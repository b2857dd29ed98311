use minedig_core::*;
use std::fmt;

/// Text view of a board as the player sees it.
///
/// Revealed cells show their value, hidden ones a blank. Every column is as wide as its widest
/// entry, header index included, and cells are closed with `" |"`.
pub struct BoardView<'a>(pub &'a Board);

pub fn render_board(board: &Board) -> String {
    BoardView(board).to_string()
}

impl fmt::Display for BoardView<'_> {
    fn fmt(&self, f: &mut fmt::Formatter<'_>) -> fmt::Result {
        let board = self.0;
        let dim_size = board.dim_size();

        let visible: Vec<Vec<String>> = (0..dim_size)
            .map(|row| {
                (0..dim_size)
                    .map(|col| match board.visible_at((row, col)) {
                        Some(value) => value.to_string(),
                        None => " ".to_owned(),
                    })
                    .collect()
            })
            .collect();

        let widths: Vec<usize> = (0..usize::from(dim_size))
            .map(|col| {
                visible
                    .iter()
                    .map(|cells| cells[col].len())
                    .fold(col.to_string().len(), usize::max)
            })
            .collect();

        let label_width = (dim_size - 1).to_string().len();
        let row_width = label_width + 2 + widths.iter().map(|width| width + 2).sum::<usize>();
        let rule = "-".repeat(row_width);

        write!(f, "{:label_width$}  ", "")?;
        for (col, width) in widths.iter().enumerate() {
            write!(f, "{col:<width$}  ")?;
        }
        writeln!(f)?;
        writeln!(f, "{rule}")?;

        for (row, cells) in visible.iter().enumerate() {
            write!(f, "{row:<label_width$} |")?;
            for (cell, width) in cells.iter().zip(&widths) {
                write!(f, "{cell:<width$} |")?;
            }
            writeln!(f)?;
        }

        write!(f, "{rule}")
    }
}
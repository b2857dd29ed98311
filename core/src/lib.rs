#![no_std]

extern crate alloc;

use core::ops::Index;
use ndarray::Array2;
use serde::{Deserialize, Serialize};

pub use engine::*;
pub use error::*;
pub use generator::*;
pub use tile::*;
pub use types::*;

mod engine;
mod error;
mod generator;
mod tile;
mod types;

/// Validated board parameters: a square of `dim_size` cells per side holding `mines` mines.
///
/// Only [`GameConfig::new`] builds one, deserializing included, so at least one cell is always
/// safe.
#[derive(Copy, Clone, Debug, PartialEq, Eq, Serialize, Deserialize)]
#[serde(try_from = "RawGameConfig")]
pub struct GameConfig {
    dim_size: Coord,
    mines: CellCount,
}

#[derive(Deserialize)]
struct RawGameConfig {
    dim_size: Coord,
    mines: CellCount,
}

impl TryFrom<RawGameConfig> for GameConfig {
    type Error = GameError;

    fn try_from(raw: RawGameConfig) -> Result<Self> {
        Self::new(raw.dim_size, raw.mines)
    }
}

impl GameConfig {
    pub(crate) const fn new_unchecked(dim_size: Coord, mines: CellCount) -> Self {
        Self { dim_size, mines }
    }

    pub fn new(dim_size: Coord, mines: CellCount) -> Result<Self> {
        if dim_size == 0 {
            return Err(GameError::EmptyBoard);
        }
        if mines >= square(dim_size) {
            return Err(GameError::TooManyMines);
        }
        Ok(Self::new_unchecked(dim_size, mines))
    }

    pub const fn dim_size(&self) -> Coord {
        self.dim_size
    }

    pub const fn mines(&self) -> CellCount {
        self.mines
    }

    pub const fn size(&self) -> Coord2 {
        (self.dim_size, self.dim_size)
    }

    pub const fn total_cells(&self) -> CellCount {
        square(self.dim_size)
    }

    pub const fn safe_cells(&self) -> CellCount {
        self.total_cells() - self.mines
    }
}

impl Default for GameConfig {
    fn default() -> Self {
        Self::new_unchecked(10, 10)
    }
}

/// Where the mines are. Always square, non-empty and with at least one safe cell.
#[derive(Clone, Debug, PartialEq)]
pub struct MineLayout {
    mine_mask: Array2<bool>,
    mine_count: CellCount,
}

impl MineLayout {
    pub fn from_mine_mask(mine_mask: Array2<bool>) -> Result<Self> {
        let (rows, cols) = mine_mask.dim();
        if rows != cols || rows > usize::from(Coord::MAX) {
            return Err(GameError::InvalidBoardShape);
        }
        if rows == 0 {
            return Err(GameError::EmptyBoard);
        }

        let layout = Self::from_square_mask(mine_mask);
        if layout.safe_cell_count() == 0 {
            return Err(GameError::TooManyMines);
        }
        Ok(layout)
    }

    /// Callers guarantee a square, non-empty mask.
    pub(crate) fn from_square_mask(mine_mask: Array2<bool>) -> Self {
        let mine_count = mine_mask.iter().filter(|&&is_mine| is_mine).count() as CellCount;
        Self {
            mine_mask,
            mine_count,
        }
    }

    pub fn from_mine_coords(dim_size: Coord, mine_coords: &[Coord2]) -> Result<Self> {
        if dim_size == 0 {
            return Err(GameError::EmptyBoard);
        }
        let mut mine_mask: Array2<bool> = Array2::default((dim_size, dim_size).to_nd_index());

        for &coords in mine_coords {
            if coords.0 >= dim_size || coords.1 >= dim_size {
                return Err(GameError::InvalidCoords);
            }
            mine_mask[coords.to_nd_index()] = true;
        }

        Self::from_mine_mask(mine_mask)
    }

    pub fn dim_size(&self) -> Coord {
        self.mine_mask.nrows() as Coord
    }

    pub fn safe_cell_count(&self) -> CellCount {
        self.total_cells() - self.mine_count
    }

    pub fn total_cells(&self) -> CellCount {
        self.mine_mask.len() as CellCount
    }

    pub fn mine_count(&self) -> CellCount {
        self.mine_count
    }

    pub fn adjacent_mine_count(&self, coords: Coord2) -> u8 {
        // at most 8 neighbors
        self.mine_mask
            .iter_neighbors(coords)
            .filter(|&pos| self[pos])
            .count() as u8
    }

    /// Resolves every cell to its final value. Requires the full layout, so it runs after
    /// placement.
    pub fn to_cell_values(&self) -> Array2<CellValue> {
        Array2::from_shape_fn(self.mine_mask.dim(), |(row, col)| {
            let coords = (row as Coord, col as Coord);
            if self[coords] {
                CellValue::Mine
            } else {
                CellValue::Count(self.adjacent_mine_count(coords))
            }
        })
    }
}

impl Index<Coord2> for MineLayout {
    type Output = bool;

    fn index(&self, coords: Coord2) -> &Self::Output {
        &self.mine_mask[coords.to_nd_index()]
    }
}

/// Result of a single reveal, as seen by whoever drives the board.
#[derive(Copy, Clone, Debug, PartialEq, Eq)]
pub enum RevealOutcome {
    Safe,
    HitMine,
    Won,
}

/// Valid transitions:
/// - InProgress -> Won
/// - InProgress -> Lost
#[derive(Copy, Clone, Debug, PartialEq, Eq)]
pub enum GameState {
    InProgress,
    Won,
    Lost,
}

#[cfg(test)]
mod tests {
    use super::*;

    #[test]
    fn config_rejects_full_board() {
        assert_eq!(GameConfig::new(3, 9), Err(GameError::TooManyMines));
        assert_eq!(GameConfig::new(3, 10), Err(GameError::TooManyMines));
        assert_eq!(GameConfig::new(1, 1), Err(GameError::TooManyMines));
    }

    #[test]
    fn config_rejects_empty_board() {
        assert_eq!(GameConfig::new(0, 0), Err(GameError::EmptyBoard));
    }

    #[test]
    fn config_counts_cells() {
        let config = GameConfig::new(3, 8).unwrap();
        assert_eq!(config.total_cells(), 9);
        assert_eq!(config.safe_cells(), 1);
        assert_eq!(GameConfig::default(), GameConfig::new(10, 10).unwrap());
    }

    #[test]
    fn layout_rejects_out_of_range_mine() {
        assert_eq!(
            MineLayout::from_mine_coords(2, &[(2, 0)]),
            Err(GameError::InvalidCoords)
        );
    }

    #[test]
    fn layout_rejects_full_mask() {
        assert_eq!(
            MineLayout::from_mine_coords(1, &[(0, 0)]),
            Err(GameError::TooManyMines)
        );
    }

    #[test]
    fn duplicate_mine_coords_collapse() {
        let layout = MineLayout::from_mine_coords(3, &[(1, 1), (1, 1)]).unwrap();
        assert_eq!(layout.mine_count(), 1);
    }

    #[test]
    fn diagonal_neighbor_is_counted() {
        let layout = MineLayout::from_mine_coords(2, &[(0, 0)]).unwrap();
        assert_eq!(layout.adjacent_mine_count((1, 1)), 1);
        let values = layout.to_cell_values();
        assert_eq!(values[[0, 0]], CellValue::Mine);
        assert_eq!(values[[1, 1]], CellValue::Count(1));
    }

    #[test]
    fn degenerate_raw_config_is_rejected() {
        let full = RawGameConfig {
            dim_size: 1,
            mines: 1,
        };
        let empty = RawGameConfig {
            dim_size: 0,
            mines: 1,
        };

        assert_eq!(GameConfig::try_from(full), Err(GameError::TooManyMines));
        assert_eq!(GameConfig::try_from(empty), Err(GameError::EmptyBoard));
    }

    #[test]
    fn mask_must_be_square() {
        assert_eq!(
            MineLayout::from_mine_mask(Array2::default([3, 1])),
            Err(GameError::InvalidBoardShape)
        );
    }

    #[test]
    fn mask_must_not_be_empty() {
        assert_eq!(
            MineLayout::from_mine_mask(Array2::default([0, 0])),
            Err(GameError::EmptyBoard)
        );
    }

    #[test]
    fn mask_must_leave_a_safe_cell() {
        assert_eq!(
            MineLayout::from_mine_mask(Array2::from_elem([2, 2], true)),
            Err(GameError::TooManyMines)
        );
    }
}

+===+

■ **TO DO**: Which lines of the records above hold the word "Deserialize"? Copy each one out.

■ **RESPONSE**:
use serde::{Deserialize, Serialize};
#[derive(Copy, Clone, Debug, PartialEq, Eq, Serialize, Deserialize)]
#[derive(Deserialize)]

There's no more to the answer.